Recorded information ::
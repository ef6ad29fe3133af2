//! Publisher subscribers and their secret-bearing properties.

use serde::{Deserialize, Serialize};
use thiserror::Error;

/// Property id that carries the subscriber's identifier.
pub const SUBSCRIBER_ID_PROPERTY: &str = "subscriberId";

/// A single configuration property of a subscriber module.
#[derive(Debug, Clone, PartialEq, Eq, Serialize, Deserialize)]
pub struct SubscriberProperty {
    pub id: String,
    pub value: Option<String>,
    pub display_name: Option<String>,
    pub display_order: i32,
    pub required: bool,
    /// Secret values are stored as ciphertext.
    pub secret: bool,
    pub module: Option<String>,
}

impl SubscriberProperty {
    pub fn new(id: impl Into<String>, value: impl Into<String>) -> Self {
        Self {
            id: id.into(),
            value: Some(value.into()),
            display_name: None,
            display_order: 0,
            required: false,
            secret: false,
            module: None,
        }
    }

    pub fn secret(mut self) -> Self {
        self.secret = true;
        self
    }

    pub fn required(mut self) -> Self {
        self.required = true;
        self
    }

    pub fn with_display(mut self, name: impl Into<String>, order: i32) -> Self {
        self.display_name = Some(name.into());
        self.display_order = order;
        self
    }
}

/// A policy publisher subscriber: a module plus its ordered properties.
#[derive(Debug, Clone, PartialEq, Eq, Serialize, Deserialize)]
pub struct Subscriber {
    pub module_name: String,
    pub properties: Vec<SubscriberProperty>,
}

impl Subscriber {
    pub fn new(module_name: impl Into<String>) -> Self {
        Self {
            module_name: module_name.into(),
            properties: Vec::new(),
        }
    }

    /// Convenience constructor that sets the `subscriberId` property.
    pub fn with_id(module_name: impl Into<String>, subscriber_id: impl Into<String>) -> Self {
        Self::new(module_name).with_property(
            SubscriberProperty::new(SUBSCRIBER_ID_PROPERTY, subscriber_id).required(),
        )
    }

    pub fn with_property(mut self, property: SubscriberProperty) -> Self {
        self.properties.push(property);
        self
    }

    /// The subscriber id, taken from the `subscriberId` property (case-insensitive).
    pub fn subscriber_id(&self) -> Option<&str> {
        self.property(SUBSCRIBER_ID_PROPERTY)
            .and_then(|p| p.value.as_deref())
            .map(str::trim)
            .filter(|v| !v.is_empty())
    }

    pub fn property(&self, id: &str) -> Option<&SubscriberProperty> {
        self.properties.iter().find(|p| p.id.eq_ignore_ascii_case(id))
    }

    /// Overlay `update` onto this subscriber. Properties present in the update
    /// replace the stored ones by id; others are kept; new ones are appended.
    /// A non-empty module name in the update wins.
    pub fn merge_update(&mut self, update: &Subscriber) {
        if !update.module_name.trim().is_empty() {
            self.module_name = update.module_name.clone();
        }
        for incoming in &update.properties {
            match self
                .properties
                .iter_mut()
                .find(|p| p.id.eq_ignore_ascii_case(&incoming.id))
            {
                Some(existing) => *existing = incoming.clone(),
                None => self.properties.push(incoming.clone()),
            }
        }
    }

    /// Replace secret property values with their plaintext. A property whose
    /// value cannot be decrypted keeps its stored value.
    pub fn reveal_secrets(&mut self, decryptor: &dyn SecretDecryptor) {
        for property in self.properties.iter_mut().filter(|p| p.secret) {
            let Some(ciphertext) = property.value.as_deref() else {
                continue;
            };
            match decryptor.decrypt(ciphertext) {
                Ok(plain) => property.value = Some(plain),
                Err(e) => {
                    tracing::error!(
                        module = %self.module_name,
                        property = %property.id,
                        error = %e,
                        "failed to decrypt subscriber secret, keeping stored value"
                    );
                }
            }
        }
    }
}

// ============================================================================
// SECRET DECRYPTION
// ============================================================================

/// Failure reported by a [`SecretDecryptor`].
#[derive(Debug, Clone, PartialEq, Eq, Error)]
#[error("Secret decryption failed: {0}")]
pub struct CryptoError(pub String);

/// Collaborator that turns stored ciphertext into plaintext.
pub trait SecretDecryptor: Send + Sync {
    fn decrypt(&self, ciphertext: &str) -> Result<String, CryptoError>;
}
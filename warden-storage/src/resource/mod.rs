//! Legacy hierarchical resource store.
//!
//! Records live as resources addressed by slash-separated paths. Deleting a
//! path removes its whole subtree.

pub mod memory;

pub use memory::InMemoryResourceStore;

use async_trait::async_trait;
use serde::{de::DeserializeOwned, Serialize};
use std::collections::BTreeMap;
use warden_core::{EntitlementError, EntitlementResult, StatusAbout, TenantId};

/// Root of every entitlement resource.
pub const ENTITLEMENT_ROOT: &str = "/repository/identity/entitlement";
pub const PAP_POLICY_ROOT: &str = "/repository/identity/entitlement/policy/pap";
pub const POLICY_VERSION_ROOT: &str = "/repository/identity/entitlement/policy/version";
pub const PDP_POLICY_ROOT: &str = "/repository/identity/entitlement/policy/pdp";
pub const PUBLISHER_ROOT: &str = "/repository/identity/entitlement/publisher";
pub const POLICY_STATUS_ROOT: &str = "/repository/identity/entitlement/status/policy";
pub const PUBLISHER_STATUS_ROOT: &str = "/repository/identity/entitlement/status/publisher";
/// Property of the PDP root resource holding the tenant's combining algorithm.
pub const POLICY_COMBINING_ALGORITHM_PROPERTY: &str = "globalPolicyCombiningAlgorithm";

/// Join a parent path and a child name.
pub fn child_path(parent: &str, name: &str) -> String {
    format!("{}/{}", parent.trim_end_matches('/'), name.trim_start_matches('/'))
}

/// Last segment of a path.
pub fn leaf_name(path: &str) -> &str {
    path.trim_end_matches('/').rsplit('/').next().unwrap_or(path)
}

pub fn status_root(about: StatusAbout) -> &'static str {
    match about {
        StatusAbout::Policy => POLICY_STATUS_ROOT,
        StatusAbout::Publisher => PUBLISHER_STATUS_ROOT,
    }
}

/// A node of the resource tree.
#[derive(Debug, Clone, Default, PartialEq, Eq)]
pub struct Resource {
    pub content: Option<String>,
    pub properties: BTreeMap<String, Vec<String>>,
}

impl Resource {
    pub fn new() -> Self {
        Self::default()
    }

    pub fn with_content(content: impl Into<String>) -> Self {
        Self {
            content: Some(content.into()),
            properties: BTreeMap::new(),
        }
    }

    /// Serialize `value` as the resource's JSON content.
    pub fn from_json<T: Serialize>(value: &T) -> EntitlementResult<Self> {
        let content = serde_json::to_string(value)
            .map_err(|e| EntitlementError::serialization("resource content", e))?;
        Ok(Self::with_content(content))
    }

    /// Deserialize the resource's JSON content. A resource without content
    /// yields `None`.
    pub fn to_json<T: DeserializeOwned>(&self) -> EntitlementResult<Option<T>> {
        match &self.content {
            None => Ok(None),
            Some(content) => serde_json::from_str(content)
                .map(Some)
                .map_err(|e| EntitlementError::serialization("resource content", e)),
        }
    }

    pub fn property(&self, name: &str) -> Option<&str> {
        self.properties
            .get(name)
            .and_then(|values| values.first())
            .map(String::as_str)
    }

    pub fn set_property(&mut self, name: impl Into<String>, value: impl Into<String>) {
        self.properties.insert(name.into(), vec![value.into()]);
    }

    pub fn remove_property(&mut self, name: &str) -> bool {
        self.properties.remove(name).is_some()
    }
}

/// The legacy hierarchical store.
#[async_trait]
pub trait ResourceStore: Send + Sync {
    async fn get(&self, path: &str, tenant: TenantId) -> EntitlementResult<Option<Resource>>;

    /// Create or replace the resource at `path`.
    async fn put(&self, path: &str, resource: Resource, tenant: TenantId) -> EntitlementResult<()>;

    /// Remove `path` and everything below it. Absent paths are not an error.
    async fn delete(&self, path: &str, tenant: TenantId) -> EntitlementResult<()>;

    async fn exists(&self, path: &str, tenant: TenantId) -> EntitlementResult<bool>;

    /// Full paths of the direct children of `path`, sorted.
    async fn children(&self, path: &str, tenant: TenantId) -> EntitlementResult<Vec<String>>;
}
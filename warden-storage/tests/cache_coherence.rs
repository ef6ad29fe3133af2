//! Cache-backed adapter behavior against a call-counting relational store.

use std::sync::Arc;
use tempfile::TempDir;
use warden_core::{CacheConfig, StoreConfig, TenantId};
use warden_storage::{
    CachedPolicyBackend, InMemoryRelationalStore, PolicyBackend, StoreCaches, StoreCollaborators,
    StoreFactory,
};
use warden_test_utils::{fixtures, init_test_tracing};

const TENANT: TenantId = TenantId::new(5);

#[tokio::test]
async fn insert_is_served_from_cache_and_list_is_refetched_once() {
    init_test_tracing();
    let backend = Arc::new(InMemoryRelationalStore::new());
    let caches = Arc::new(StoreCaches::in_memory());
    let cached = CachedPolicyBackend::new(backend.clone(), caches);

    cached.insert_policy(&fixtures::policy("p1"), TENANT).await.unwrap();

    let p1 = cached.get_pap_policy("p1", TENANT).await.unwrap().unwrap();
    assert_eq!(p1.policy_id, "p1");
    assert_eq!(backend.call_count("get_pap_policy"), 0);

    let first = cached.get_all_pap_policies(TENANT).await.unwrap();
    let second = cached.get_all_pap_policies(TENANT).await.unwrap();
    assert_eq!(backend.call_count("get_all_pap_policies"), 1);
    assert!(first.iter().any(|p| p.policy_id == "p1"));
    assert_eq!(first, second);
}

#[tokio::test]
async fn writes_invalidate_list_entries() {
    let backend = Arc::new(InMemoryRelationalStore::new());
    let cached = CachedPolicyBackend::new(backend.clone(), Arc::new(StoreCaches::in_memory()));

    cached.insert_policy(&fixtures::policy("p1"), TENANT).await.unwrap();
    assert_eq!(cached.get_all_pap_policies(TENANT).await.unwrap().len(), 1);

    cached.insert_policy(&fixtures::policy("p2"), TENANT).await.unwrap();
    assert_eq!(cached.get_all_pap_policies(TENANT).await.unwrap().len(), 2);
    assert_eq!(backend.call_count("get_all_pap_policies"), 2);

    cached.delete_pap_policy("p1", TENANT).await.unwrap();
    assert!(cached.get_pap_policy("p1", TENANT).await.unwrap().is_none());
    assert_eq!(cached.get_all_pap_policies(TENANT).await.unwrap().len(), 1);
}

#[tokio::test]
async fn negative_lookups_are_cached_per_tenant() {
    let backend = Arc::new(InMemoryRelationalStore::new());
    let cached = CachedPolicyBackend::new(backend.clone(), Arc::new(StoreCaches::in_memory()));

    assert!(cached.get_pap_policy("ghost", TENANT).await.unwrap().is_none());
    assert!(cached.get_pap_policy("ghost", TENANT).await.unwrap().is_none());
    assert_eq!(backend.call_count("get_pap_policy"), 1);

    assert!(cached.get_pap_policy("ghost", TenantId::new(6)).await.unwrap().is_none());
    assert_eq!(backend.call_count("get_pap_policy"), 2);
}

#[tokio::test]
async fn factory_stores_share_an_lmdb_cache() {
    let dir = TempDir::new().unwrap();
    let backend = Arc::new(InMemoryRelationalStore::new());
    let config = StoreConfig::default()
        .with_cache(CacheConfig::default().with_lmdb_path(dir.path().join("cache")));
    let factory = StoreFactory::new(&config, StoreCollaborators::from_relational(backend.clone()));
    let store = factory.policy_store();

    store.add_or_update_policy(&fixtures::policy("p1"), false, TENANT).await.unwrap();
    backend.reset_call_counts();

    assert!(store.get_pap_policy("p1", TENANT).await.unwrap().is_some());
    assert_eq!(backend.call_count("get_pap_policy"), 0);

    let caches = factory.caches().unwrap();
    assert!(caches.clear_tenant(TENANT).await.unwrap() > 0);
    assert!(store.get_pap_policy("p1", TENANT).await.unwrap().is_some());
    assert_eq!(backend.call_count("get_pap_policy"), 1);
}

Work to be completed :: Look above for the line holding "paths. Deleting a", then set down exactly that line and every line after it up to and including the line holding "use std::collections::BTreeMap;", with nothing else.

Response to this exercise ::
//! Records live as resources addressed by slash-separated paths. Deleting a
//! path removes its whole subtree.

pub mod memory;

pub use memory::InMemoryResourceStore;

use async_trait::async_trait;
use serde::{de::DeserializeOwned, Serialize};
use std::collections::BTreeMap;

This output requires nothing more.